Programs which indirect upon GCC local functions are not aware of the trampolines. The trampolines are deallocated naturally when the stack rolls back on function return or longjmp, or a C++ exception passing through.

Heap-allocated trampolines have an obvious deallocation problem; it would be interesting to see what strategy is used for that.

Rochus 11 December 2025
The benchmark demonstrates that the modern C++ "Lambda" approach (creating a unique struct with fields for captured variables) is effectively a compile-time calculated static link. Because the compiler sees the entire definition, it can flatten the "link" into direct member access, which is why it wins. The performance penalty the author sees in GCC is partly due to the OS/CPU overhead of managing executable stacks, not just code inefficiency. The author correctly identifies that C is missing a primitive that low-level languages perfected decades ago: the bound method (wide) pointer.

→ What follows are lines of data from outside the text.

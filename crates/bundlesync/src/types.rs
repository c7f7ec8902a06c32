use crate::version::compare_versions;
use chrono::{DateTime, Utc};
use serde::{Deserialize, Serialize};
use std::cmp::Ordering;

/// Description of one bundle release.
///
/// This is also the shape of the `metadata.json` sidecar written into an
/// installed bundle; the sidecar's presence marks a committed install.
#[derive(Debug, Clone, Default, PartialEq, Eq, Serialize, Deserialize)]
pub struct BundleMetadata {
    /// Archive file name (relative to the release dir) or an absolute URL.
    #[serde(default)]
    pub dist: String,
    #[serde(default)]
    pub version: String,
    /// Feed key this release was matched under.
    #[serde(default)]
    pub client_version: String,
    #[serde(default)]
    pub message: String,
    #[serde(default)]
    pub changes: Vec<String>,
    /// Release timestamp as published in the feed.
    #[serde(default)]
    pub timestamp: Option<String>,
    /// Feed `Last-Modified` in milliseconds since epoch, `0` = unknown.
    #[serde(default)]
    pub last_modified: i64,
}

impl BundleMetadata {
    pub fn is_valid(&self) -> bool {
        !self.dist.trim().is_empty() && !self.version.trim().is_empty()
    }

    pub fn display_version(&self) -> &str {
        if self.version.is_empty() {
            "N/A"
        } else {
            &self.version
        }
    }

    pub fn has_changes(&self) -> bool {
        !self.changes.is_empty()
    }

    pub fn source_last_modified(&self) -> Option<DateTime<Utc>> {
        if self.last_modified == 0 {
            return None;
        }
        DateTime::from_timestamp_millis(self.last_modified)
    }

    /// True when `other` is absent or older.
    pub fn is_newer_than(&self, other: Option<&BundleMetadata>) -> bool {
        match other {
            None => true,
            Some(o) => self.is_newer_than_version(&o.version),
        }
    }

    pub fn is_newer_than_version(&self, version: &str) -> bool {
        compare_versions(&self.version, version) == Ordering::Greater
    }

    /// True only when `other` is present and newer.
    pub fn is_older_than(&self, other: Option<&BundleMetadata>) -> bool {
        other.is_some_and(|o| self.is_older_than_version(&o.version))
    }

    pub fn is_older_than_version(&self, version: &str) -> bool {
        compare_versions(&self.version, version) == Ordering::Less
    }
}

/// One `versions.<key>` entry of the remote feed.
#[derive(Debug, Clone, Deserialize)]
pub struct FeedEntry {
    pub dist: Option<String>,
    pub version: Option<String>,
    #[serde(default)]
    pub message: Option<String>,
    #[serde(default)]
    pub timestamp: Option<String>,
    #[serde(default)]
    pub changes: Vec<String>,
}

impl FeedEntry {
    /// Materialize the entry matched under `key`. The entry's own `version`
    /// wins; releases without one are versioned by their key.
    pub fn into_metadata(self, key: &str, last_modified: i64) -> BundleMetadata {
        BundleMetadata {
            dist: self.dist.unwrap_or_default(),
            version: self.version.unwrap_or_else(|| key.to_string()),
            client_version: key.to_string(),
            message: self.message.unwrap_or_default(),
            changes: self.changes,
            timestamp: self.timestamp,
            last_modified,
        }
    }
}
use std::path::PathBuf;
use thiserror::Error;

#[derive(Debug, Error)]
pub enum BundleError {
    #[error("network error: {0}")]
    Net(#[from] reqwest::Error),

    #[error("{url}: server responded {status}")]
    HttpStatus { url: String, status: u16 },

    #[error("transfer from {url} interrupted: {source}")]
    Transfer {
        url: String,
        #[source]
        source: std::io::Error,
    },

    #[error("remote metadata is malformed: {0}")]
    MalformedMetadata(String),

    #[error("can't find a bundle compatible with client version {0}")]
    NoCompatibleVersion(String),

    #[error("extraction failed: {0}")]
    Extraction(String),

    #[error("failed to move {} -> {}: {source}", from.display(), to.display())]
    Swap {
        from: PathBuf,
        to: PathBuf,
        #[source]
        source: std::io::Error,
    },

    #[error("I/O error: {0}")]
    Io(#[from] std::io::Error),

    #[error("invalid configuration: {0}")]
    InvalidConfig(String),

    #[error("platform {0} is not supported")]
    UnsupportedPlatform(String),

    #[error("updater is busy")]
    Busy,

    #[error("operation canceled")]
    Canceled,
}

/// Coarse classification used by collaborators to render failures.
#[derive(Debug, Clone, Copy, PartialEq, Eq)]
pub enum ErrorKind {
    Network,
    MalformedMetadata,
    Extraction,
    Swap,
    Config,
    Busy,
    Canceled,
}

impl BundleError {
    pub fn kind(&self) -> ErrorKind {
        match self {
            BundleError::Net(_)
            | BundleError::HttpStatus { .. }
            | BundleError::Transfer { .. } => ErrorKind::Network,
            BundleError::MalformedMetadata(_) | BundleError::NoCompatibleVersion(_) => {
                ErrorKind::MalformedMetadata
            }
            BundleError::Extraction(_) | BundleError::Io(_) => ErrorKind::Extraction,
            BundleError::Swap { .. } => ErrorKind::Swap,
            BundleError::InvalidConfig(_) | BundleError::UnsupportedPlatform(_) => {
                ErrorKind::Config
            }
            BundleError::Busy => ErrorKind::Busy,
            BundleError::Canceled => ErrorKind::Canceled,
        }
    }

    pub fn is_canceled(&self) -> bool {
        matches!(self, BundleError::Canceled)
    }
}

impl From<serde_json::Error> for BundleError {
    fn from(e: serde_json::Error) -> Self {
        BundleError::MalformedMetadata(e.to_string())
    }
}

impl From<zip::result::ZipError> for BundleError {
    fn from(e: zip::result::ZipError) -> Self {
        BundleError::Extraction(e.to_string())
    }
}

pub type Result<T> = std::result::Result<T, BundleError>;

The most striking surprise is the magnitude of the gap between std::function and std::function_ref. It turns out std::function (the owning container) forces a "copy-by-value" semantics deeply into the recursion. In the "Man-or-Boy" test, this apparently causes an exponential explosion of copying the closure state at every recursive step. std::function_ref (the non-owning view) avoids this entirely.

unwind 11 December 2025
This was very interesting, and it's obvious from the majority of the text that the author knows a lot about these languages, their implementation, benchmarking corners, and so on. Really!

Therefore it's very jarring with this text after the first C code example:

This uses a static variable to have it persist between both the compare function calls that qsort makes and the main call which (potentially) changes its value to be 1 instead of 0

This feels completely made up, and/or some confusion about things that I would expect an author of a piece like this to really know.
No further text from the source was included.